On the other hand, the words they recommend—“incident” and “encounter”—are highly generic and therefore far less, not more, “precise”: humans don’t get traumatized, mauled, and possibly killed in mere “incidents and encounters,” though they do in “attacks.”
I find all this obfuscation interesting for two reasons.
First, I highlighted this growing phenomenon seven years before it recently became formalized, in a 2014 article titled, “Sharks and Islamists: Equally Misunderstood?” It was based on my viewing “Shark Week” and noticing several parallels in language. Because it helps establish context, excerpts from that article follow:
[…] The “liberal” response one is accustomed to when the topic of Islam and Islamists come up—that they are misunderstood, that we need to respect their ways and be tolerant, that it’s our fault we get attacked—has become so embedded in the Western psyche that it now colors our understanding of the animal world as well […]

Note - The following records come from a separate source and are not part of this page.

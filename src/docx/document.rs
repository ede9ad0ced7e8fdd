//! Offline working copy of a Word document.

use std::collections::{BTreeMap, BTreeSet};
use std::ffi::OsString;
use std::fs;
use std::path::{Path, PathBuf};

use serde::{Deserialize, Serialize};

use super::patch::{patch_definitions, patch_display_fields};
use super::scan::{scan_definitions, scan_display_fields};
use crate::container::OoxmlContainer;
use crate::detect::{detect_format, FormatType};
use crate::error::{Error, Result};
use crate::model::DocumentVariableSnapshot;
use crate::options::UpdateOptions;

/// Part holding the `w:docVar` definitions.
pub const SETTINGS_PART: &str = "word/settings.xml";

/// Part holding the document body and its fields.
pub const DOCUMENT_PART: &str = "word/document.xml";

/// What [`DocxDocument::apply_variable_updates`] changed.
#[derive(Debug, Clone, Default, PartialEq, Eq, Serialize, Deserialize)]
pub struct PatchSummary {
    /// Variables whose stored definition changed
    pub definitions: BTreeSet<String>,

    /// Variables whose displayed text changed
    pub displays: BTreeSet<String>,
}

impl PatchSummary {
    /// Whether any part was rewritten.
    pub fn is_empty(&self) -> bool {
        self.definitions.is_empty() && self.displays.is_empty()
    }

    /// Union of changed definitions and displays.
    pub fn changed_names(&self) -> Vec<String> {
        self.definitions.union(&self.displays).cloned().collect()
    }
}

/// Outcome of [`update_docx_variables`].
#[derive(Debug, Clone, PartialEq, Eq, Serialize, Deserialize)]
pub struct UpdateReport {
    /// Document that was updated
    pub path: PathBuf,

    /// Backup written before the update, if one was requested
    pub backup: Option<PathBuf>,

    /// Variables whose definition or display changed
    pub updated: Vec<String>,

    /// Whether the document was rewritten on disk
    pub written: bool,
}

/// A Word document opened for reading and patching variables.
#[derive(Debug)]
pub struct DocxDocument {
    container: OoxmlContainer,
}

impl DocxDocument {
    /// Open a document from a file path.
    pub fn open(path: impl AsRef<Path>) -> Result<Self> {
        let container = OoxmlContainer::open(path)?;
        Self::from_container(container)
    }

    /// Open a document from bytes.
    pub fn from_bytes(data: Vec<u8>) -> Result<Self> {
        let container = OoxmlContainer::from_bytes(data)?;
        Self::from_container(container)
    }

    fn from_container(container: OoxmlContainer) -> Result<Self> {
        if detect_format(&container)? != FormatType::Docx {
            return Err(Error::InvalidFormat("not a Word document".to_string()));
        }
        if !container.exists(DOCUMENT_PART) {
            return Err(Error::InvalidFormat(format!("missing {}", DOCUMENT_PART)));
        }
        Ok(Self { container })
    }

    /// Stored variable definitions. A document without a settings part has
    /// none.
    pub fn read_defined_variables(&self) -> Result<BTreeMap<String, String>> {
        match self.container.read_part(SETTINGS_PART)? {
            Some(bytes) => {
                let xml = crate::container::decode_xml_bytes(&bytes)?;
                scan_definitions(&xml)
            }
            None => Ok(BTreeMap::new()),
        }
    }

    /// Names referenced by DOCVARIABLE fields in the body.
    pub fn read_displayed_variable_names(&self) -> Result<Vec<String>> {
        let xml = self.container.read_xml(DOCUMENT_PART)?;
        scan_display_fields(&xml)
    }

    /// Both scans at once.
    pub fn snapshot(&self) -> Result<DocumentVariableSnapshot> {
        Ok(DocumentVariableSnapshot {
            doc_var_values: self.read_defined_variables()?,
            display_field_names: self.read_displayed_variable_names()?,
        })
    }

    /// Run the definition and display passes and stage every part that
    /// changed. Parts that need no change are left as they are, so an empty
    /// or already-applied update leaves the package untouched.
    pub fn apply_variable_updates(
        &mut self,
        updates: &BTreeMap<String, String>,
    ) -> Result<PatchSummary> {
        let mut summary = PatchSummary::default();
        if updates.is_empty() {
            return Ok(summary);
        }

        if let Some(bytes) = self.container.read_part(SETTINGS_PART)? {
            let xml = crate::container::decode_xml_bytes(&bytes)?;
            let patch = patch_definitions(&xml, updates)?;
            if let Some(new_xml) = patch.xml {
                log::debug!("{}: rewriting {} definition(s)", SETTINGS_PART, patch.changed.len());
                self.container.write_part(SETTINGS_PART, new_xml.into_bytes());
                summary.definitions = patch.changed;
            } else {
                log::debug!("{}: unchanged", SETTINGS_PART);
            }
        }

        let xml = self.container.read_xml(DOCUMENT_PART)?;
        let patch = patch_display_fields(&xml, updates)?;
        if let Some(new_xml) = patch.xml {
            log::debug!("{}: rewriting {} display field(s)", DOCUMENT_PART, patch.changed.len());
            self.container.write_part(DOCUMENT_PART, new_xml.into_bytes());
            summary.displays = patch.changed;
        } else {
            log::debug!("{}: unchanged", DOCUMENT_PART);
        }

        Ok(summary)
    }

    /// Whether any part has been staged.
    pub fn is_modified(&self) -> bool {
        self.container.is_modified()
    }

    /// Write the working copy over `path` atomically.
    pub fn commit(&self, path: impl AsRef<Path>) -> Result<()> {
        self.container.commit(path)
    }

    /// The underlying package.
    pub fn container(&self) -> &OoxmlContainer {
        &self.container
    }
}

/// Sibling backup path: `report.docx` becomes `report.docx.bak`.
pub fn backup_path(path: &Path, suffix: &str) -> PathBuf {
    let mut name = OsString::from(path.as_os_str());
    name.push(suffix);
    PathBuf::from(name)
}

fn has_docx_extension(path: &Path) -> bool {
    path.extension()
        .and_then(|e| e.to_str())
        .is_some_and(|e| e.eq_ignore_ascii_case("docx"))
}

/// Update variables in a closed document on disk.
///
/// When a backup is requested it is copied before the document is even
/// opened, so it exists whatever happens afterwards. The document is only
/// rewritten when at least one part changed, and the rewrite replaces the
/// file atomically: on any failure the original is left untouched.
///
/// # Example
///
/// ```no_run
/// use std::collections::BTreeMap;
/// use varsync::docx::update_docx_variables;
/// use varsync::UpdateOptions;
///
/// let mut updates = BTreeMap::new();
/// updates.insert("Width".to_string(), "12 cm".to_string());
/// let report = update_docx_variables("report.docx", &updates, &UpdateOptions::default())?;
/// println!("updated: {:?}", report.updated);
/// # Ok::<(), varsync::Error>(())
/// ```
pub fn update_docx_variables(
    path: impl AsRef<Path>,
    updates: &BTreeMap<String, String>,
    options: &UpdateOptions,
) -> Result<UpdateReport> {
    let path = path.as_ref();
    if !path.is_file() {
        return Err(Error::NotFound(path.display().to_string()));
    }
    if options.require_docx_extension && !has_docx_extension(path) {
        return Err(Error::ValidationFailed(format!(
            "not a .docx file: {}",
            path.display()
        )));
    }

    let backup = if options.backup {
        let target = backup_path(path, &options.backup_suffix);
        fs::copy(path, &target)?;
        log::debug!("backup written to {}", target.display());
        Some(target)
    } else {
        None
    };

    let mut doc = DocxDocument::open(path)?;
    let summary = doc.apply_variable_updates(updates)?;
    let written = doc.is_modified();
    if written {
        doc.commit(path)?;
    }

    Ok(UpdateReport {
        path: path.to_path_buf(),
        backup,
        updated: summary.changed_names(),
        written,
    })
}

/// Read the stored variable definitions of a document on disk.
pub fn read_docx_variables(path: impl AsRef<Path>) -> Result<BTreeMap<String, String>> {
    DocxDocument::open(path)?.read_defined_variables()
}

/// Read the names referenced by DOCVARIABLE fields of a document on disk.
pub fn read_docx_field_names(path: impl AsRef<Path>) -> Result<Vec<String>> {
    DocxDocument::open(path)?.read_displayed_variable_names()
}

/// Read both definitions and displayed names of a document on disk.
pub fn read_docx_snapshot(path: impl AsRef<Path>) -> Result<DocumentVariableSnapshot> {
    DocxDocument::open(path)?.snapshot()
}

The prevalent theme [in shark shows] is this: it’s not the shark’s fault that it attacked and maimed this or that surfer, swimmier, or kayaker. Rather, humans are responsible for entering the shark’s domain, the ocean. If anything, then, it’s the human’s fault for getting attacked. Even great whites, so we are assured, only attack humans by mistake, never intentionally. Finally we get the speech about how sharks are in fact the one’s being mistreated by humans, etc.
To those familiar with the way liberal talking heads constantly whitewash the violence and intolerance of Islam, does this not all sound familiar? From the notion that “it’s our fault” we got attacked, and we “had it coming,” to the idea that we need to be more “understanding and respectful,” the “progressive” memes are all there.[…]

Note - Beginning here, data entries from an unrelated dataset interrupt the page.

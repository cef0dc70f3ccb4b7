//! Error types for the component registry and service container.

use std::fmt;

/// Dependency injection errors
///
/// Represents the error conditions that can occur during component
/// registration, graph validation, scheduling, or service resolution.
///
/// # Examples
///
/// ```rust
/// use trellis_di::{DiError, ServiceContainer};
///
/// // Example of Unregistered error
/// let container = ServiceContainer::new();
/// match container.resolve::<String>() {
///     Err(DiError::Unregistered(type_name)) => {
///         assert_eq!(type_name, "alloc::string::String");
///         println!("Service not registered: {}", type_name);
///     }
///     _ => unreachable!(),
/// }
/// ```
///
/// ```rust
/// use trellis_di::DiError;
///
/// let unregistered = DiError::Unregistered("MyService");
/// let circular = DiError::Circular(vec!["ServiceA", "ServiceB", "ServiceA"]);
/// let missing = DiError::MissingDependency { dependent: "Harvester", dependency: "Clock" };
/// let creation = DiError::CreationFailed("Worker", "no constructor candidates".to_string());
///
/// // All errors implement Display
/// println!("Error: {}", unregistered);
/// println!("Error: {}", circular);
/// ```
#[derive(Debug, Clone)]
pub enum DiError {
    /// A declared dependency type was never registered (collected during
    /// validation and reported through the validation report, not thrown)
    MissingDependency {
        /// The component that declared the dependency
        dependent: &'static str,
        /// The dependency type that is not registered
        dependency: &'static str,
    },
    /// Circular dependency detected (includes the full path); produced
    /// identically by graph validation, the scheduler, and the
    /// resolution-stack guard
    Circular(Vec<&'static str>),
    /// Resolve requested for a type with no registration, no factory, and
    /// no discoverable implementation
    Unregistered(&'static str),
    /// All constructor candidates were exhausted or the chosen constructor
    /// returned an error
    CreationFailed(&'static str, String),
    /// Type downcast failed
    TypeMismatch(&'static str),
    /// Maximum resolution depth exceeded
    DepthExceeded(usize),
}

impl fmt::Display for DiError {
    fn fmt(&self, f: &mut fmt::Formatter<'_>) -> fmt::Result {
        match self {
            DiError::MissingDependency { dependent, dependency } => {
                write!(f, "Component {} depends on unregistered type {}", dependent, dependency)
            }
            DiError::Circular(path) => {
                write!(f, "Circular dependency: {}", path.join(" -> "))
            }
            DiError::Unregistered(name) => write!(f, "Service not registered: {}", name),
            DiError::CreationFailed(name, reason) => {
                write!(f, "Failed to create instance of {}: {}", name, reason)
            }
            DiError::TypeMismatch(name) => write!(f, "Type mismatch for: {}", name),
            DiError::DepthExceeded(depth) => write!(f, "Max resolution depth {} exceeded", depth),
        }
    }
}

impl std::error::Error for DiError {}

/// Result type for DI operations
///
/// A convenience type alias for `Result<T, DiError>` used throughout the
/// crate, following the common Rust pattern of a crate-specific Result
/// type to reduce boilerplate in function signatures.
///
/// # Examples
///
/// ```rust
/// use trellis_di::{DiResult, DiError};
///
/// fn create_service() -> DiResult<String> {
///     Ok("service created".to_string())
/// }
///
/// fn failing_operation() -> DiResult<()> {
///     Err(DiError::Unregistered("some_service"))
/// }
///
/// match create_service() {
///     Ok(service) => println!("Success: {}", service),
///     Err(e) => eprintln!("Error: {}", e),
/// }
/// ```
pub type DiResult<T> = Result<T, DiError>;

One important caveat: I am not “hating on” sharks, suggesting they are “evil,” or siding with this or that perspective. But as a rational person, I know that sharks—especially great whites, bulls, and tigers—are dangerous.
I concluded by observing that shark victims who were not forgiving of or, worse, somehow blamed the sharks that attacked them, were presented in these shows as “ignorant, bigoted, sharkaphobes.”

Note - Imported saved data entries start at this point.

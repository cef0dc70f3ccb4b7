//! Dependency graph statistics exposed for diagnostics.

use trellis_di::{ComplexityRating, ComponentRegistry, Manager, key_of_type};

#[derive(Default)]
struct D0;
impl Manager for D0 {}

#[derive(Default)]
struct D1;
impl Manager for D1 {
    const DEPENDENCY_AWARE: bool = true;
}

#[derive(Default)]
struct D2;
impl Manager for D2 {
    const DEPENDENCY_AWARE: bool = true;
}

#[derive(Default)]
struct D3;
impl Manager for D3 {
    const DEPENDENCY_AWARE: bool = true;
}

#[derive(Default)]
struct D4;
impl Manager for D4 {
    const DEPENDENCY_AWARE: bool = true;
}

#[test]
fn empty_registry_reads_as_low_complexity() {
    let registry = ComponentRegistry::new();
    let analysis = registry.analyze_dependencies();
    assert_eq!(analysis.total_dependencies, 0);
    assert_eq!(analysis.max_per_component, 0);
    assert_eq!(analysis.avg_per_component, 0.0);
    assert_eq!(analysis.longest_chain, 0);
    assert_eq!(analysis.complexity, ComplexityRating::Low);
}

#[test]
fn counts_and_chain_length_reflect_the_graph() {
    let registry = ComponentRegistry::new();
    registry.register::<D0>(0, vec![]);
    registry.register::<D1>(0, vec![key_of_type::<D0>()]);
    registry.register::<D2>(0, vec![key_of_type::<D1>(), key_of_type::<D0>()]);

    let analysis = registry.analyze_dependencies();
    assert_eq!(analysis.total_dependencies, 3);
    assert_eq!(analysis.max_per_component, 2);
    assert!((analysis.avg_per_component - 1.0).abs() < f64::EPSILON);
    // D2 -> D1 -> D0 is three nodes.
    assert_eq!(analysis.longest_chain, 3);
    assert_eq!(analysis.complexity, ComplexityRating::Low);
}

#[test]
fn deep_chain_raises_the_complexity_grade() {
    let registry = ComponentRegistry::new();
    registry.register::<D0>(0, vec![]);
    registry.register::<D1>(0, vec![key_of_type::<D0>()]);
    registry.register::<D2>(0, vec![key_of_type::<D1>()]);
    registry.register::<D3>(0, vec![key_of_type::<D2>()]);
    registry.register::<D4>(0, vec![key_of_type::<D3>()]);

    let analysis = registry.analyze_dependencies();
    assert_eq!(analysis.longest_chain, 5);
    assert_eq!(analysis.complexity, ComplexityRating::Moderate);
}

#[test]
fn unregistered_dependencies_count_toward_totals_only() {
    struct Ghost;

    let registry = ComponentRegistry::new();
    registry.register::<D1>(0, vec![key_of_type::<Ghost>()]);

    let analysis = registry.analyze_dependencies();
    assert_eq!(analysis.total_dependencies, 1);
    // The edge has no registered target, so no chain forms through it.
    assert_eq!(analysis.longest_chain, 1);
}
//! Scheduler ordering: dependencies first, then priority, then
//! registration sequence.

use trellis_di::{ComponentRegistry, DiError, Manager, key_of_type};

#[derive(Default)]
struct A;
impl Manager for A {
    const DEPENDENCY_AWARE: bool = true;
}

#[derive(Default)]
struct B;
impl Manager for B {
    const DEPENDENCY_AWARE: bool = true;
}

#[derive(Default)]
struct C;
impl Manager for C {}

fn short(name: &str) -> &str {
    name.rsplit("::").next().unwrap_or(name)
}

#[test]
fn chain_orders_dependency_before_dependent() {
    let registry = ComponentRegistry::new();
    registry.register::<A>(0, vec![key_of_type::<B>()]);
    registry.register::<B>(0, vec![key_of_type::<C>()]);
    registry.register::<C>(0, vec![]);

    let order = registry.initialization_order().unwrap();
    let names: Vec<&str> = order.iter().map(|n| short(n)).collect();
    assert_eq!(names, ["C", "B", "A"]);
}

#[test]
fn higher_priority_initializes_earlier() {
    let registry = ComponentRegistry::new();
    registry.register::<A>(0, vec![]);
    registry.register::<B>(100, vec![]);
    registry.register::<C>(50, vec![]);

    let order = registry.initialization_order().unwrap();
    let names: Vec<&str> = order.iter().map(|n| short(n)).collect();
    assert_eq!(names, ["B", "C", "A"]);
}

#[test]
fn equal_priority_ties_break_by_registration_sequence() {
    let registry = ComponentRegistry::new();
    registry.register::<B>(10, vec![]);
    registry.register::<A>(10, vec![]);
    registry.register::<C>(10, vec![]);

    let order = registry.initialization_order().unwrap();
    let names: Vec<&str> = order.iter().map(|n| short(n)).collect();
    assert_eq!(names, ["B", "A", "C"]);
}

#[test]
fn dependency_outranks_priority() {
    // A has the highest priority but must still wait for B.
    let registry = ComponentRegistry::new();
    registry.register::<A>(1000, vec![key_of_type::<B>()]);
    registry.register::<B>(0, vec![]);

    let order = registry.initialization_order().unwrap();
    let names: Vec<&str> = order.iter().map(|n| short(n)).collect();
    assert_eq!(names, ["B", "A"]);
}

#[test]
fn unregistered_dependency_does_not_gate_placement() {
    struct Ghost;

    let registry = ComponentRegistry::new();
    registry.register::<A>(0, vec![key_of_type::<Ghost>()]);

    let order = registry.initialization_order().unwrap();
    assert_eq!(order.len(), 1);
}

#[test]
fn cyclic_remainder_names_the_stuck_set() {
    let registry = ComponentRegistry::new();
    registry.register::<A>(0, vec![key_of_type::<B>()]);
    registry.register::<B>(0, vec![key_of_type::<A>()]);
    registry.register::<C>(0, vec![]);

    match registry.initialization_order() {
        Err(DiError::Circular(stuck)) => {
            let names: Vec<&str> = stuck.iter().map(|n| short(n)).collect();
            assert_eq!(names, ["A", "B"]);
        }
        other => panic!("unexpected outcome: {:?}", other),
    }
}

#[test]
fn order_is_stable_across_repeated_computation() {
    let registry = ComponentRegistry::new();
    registry.register::<A>(5, vec![key_of_type::<C>()]);
    registry.register::<B>(5, vec![key_of_type::<C>()]);
    registry.register::<C>(0, vec![]);

    let first = registry.initialization_order().unwrap();
    for _ in 0..10 {
        assert_eq!(registry.initialization_order().unwrap(), first);
    }
}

The second and more important reason I find this new move to refer to shark attacks as “incidents” and “encounters” rests in the following excerpt from the NYT article:
Shark scientists have long called for less sensational language, saying that they are not trying to police anyone’s speech. Rather, they said, they want to change the public’s perception [about sharks; emphasis added].
But that’s just it: changing language has never been about changing the sounds that emanate from people’s mouths, but rather changing the very way they think—their perception—which is inextricably linked to the words they hear and use. This is underscored by the fact that the Greek word logos means both “word” and “logic, reason, rationale.”
This is the danger, for example, of condescending to use transgender terminology—calling him her, or her him, or either “they.” In doing so, one is not merely being polite, acquiescing to using the terms others prefer. Rather, one is subtly re-wiring their very sense of reality to conform to the words they use and hear—to the warped point of seeing a singular as a plural.
And that is precisely the point of policing language: altering perception, altering reality—or put differently, dulling your senses—and not just about sharks, jihadists, and gender confusion, but a myriad of subtle though more important matters the establishment has decided on.